Father & Son


[ Note: Gavin Keulks has graciously permitted The Martin Amis Web to publish chapter 5 from his book Father and Son: Kingsley Amis, Martin Amis, and the British Novel Since 1950, forthcoming in 2003 from the University of Wisconsin Press. Professor Keulks  teaches twentieth-century British literature at Western Oregon University, where he can be reached at keulksg@wou.edu.

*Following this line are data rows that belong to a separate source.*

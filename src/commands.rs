use futures::future::join_all;
use rust_i18n::t;
use teloxide::{Bot, RequestError};
use teloxide::requests::Requester;
use teloxide::types::{BotCommand, BotCommandScope};
use teloxide::utils::command::BotCommands;
use crate::handlers::{HelpCommands, MuteCommands, NewsCommands, StartCommands};
use crate::handlers::status::StatsCommands;

pub async fn set_my_commands(bot: &Bot, lang_code: &str) -> Result<(), RequestError> {
    let personal_commands = vec![
        StartCommands::bot_commands(),
        HelpCommands::bot_commands(),
        StatsCommands::bot_commands(),
        NewsCommands::bot_commands(),
    ];
    let group_commands = vec![
        HelpCommands::bot_commands(),
        StatsCommands::bot_commands(),
        NewsCommands::bot_commands(),
        MuteCommands::bot_commands(),
    ];

    let requests = vec![
        set_commands(bot, personal_commands, BotCommandScope::AllPrivateChats, lang_code),
        set_commands(bot, group_commands, BotCommandScope::AllGroupChats, lang_code),
    ];
    join_all(requests)
        .await
        .into_iter()
        .filter(|resp| resp.is_err())
        .map(|resp| Err(resp.unwrap_err()))
        .take(1)
        .last()
        .unwrap_or(Ok(()))
}

async fn set_commands(bot: &Bot, commands: Vec<Vec<BotCommand>>, scope: BotCommandScope, lang_code: &str) -> Result<(), RequestError> {
    let commands: Vec<BotCommand> = commands
        .concat()
        .into_iter()
        .filter(|cmd| !cmd.description.is_empty())
        .map(|mut cmd| {
            cmd.description = t!(&format!("commands.{}.description", cmd.description), locale = lang_code).into();
            cmd
        })
        .collect();
    let mut request = bot.set_my_commands(commands);
    request.language_code.replace(lang_code.to_owned());
    request.scope.replace(scope);
    request.await?;
    Ok(())
}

I have divided the chapter into six interlinked sections, beginning with the following introductory paragraphs]:

The Amises on Realism and Postmodernism: Stanley and the Women (1984) and Money: A Suicide Note (1984)

© 2002 by Gavin Keulks

PART I: Introduction

             When viewed as companion texts, or contemporaneous instances of revaluative critique, Kingsley Amis’s fifteenth novel, Stanley and the Women, and Martin’s fifth novel, Money: A Suicide Note illuminate two subjects hitherto unexamined in the Amis père et fils relationship:  the Amises’ perspectives on postmodernism and their controversial portraits of women.  Whereas Lucky Jim and The Rachel Papers situated the Amises in relation to their divergent forms of comedy, and whereas Ending Up and Dead Babies positioned them in relation to their satiric differences, Stanley and the Women and Money extend their confrontations into new generic territory, interrogating their opinions about the evolution of postmodernism and realism.  A novel that explicitly rejects all forms of literary fabulation, Kingsley’s Stanley and the Women declares the validity of classically realistic protocol.  A forum for Martin’s postmodernist leanings, Money subverts the narrative assumptions that inform Kingsley’s more traditional brand of social realism. Both novels, however, confront variations of literary tradition and patriarchy:  one that is socio-political in nature, concerned with distinctions between patriarchy and misogyny, and one that is generic, concerned with the modal transformations within realism.  While the Amises’ writings continued to reflect their engagement in a covert literary war, their dual 1984 texts featured an additional dynamic: whereas previous novels revealed Martin’s dedication to reworking his father’s texts and his literary authority, by 1984, Martin’s career had begun to eclipse his father’s.  As a consequence, Stanley and the Women can be seen as an instance of paternal, not filial, revaluation, as Kingsley’s novel indirectly addressed, reworked, and displaced Martin’s postmodern techniques and themes, which had become decidedly more famous.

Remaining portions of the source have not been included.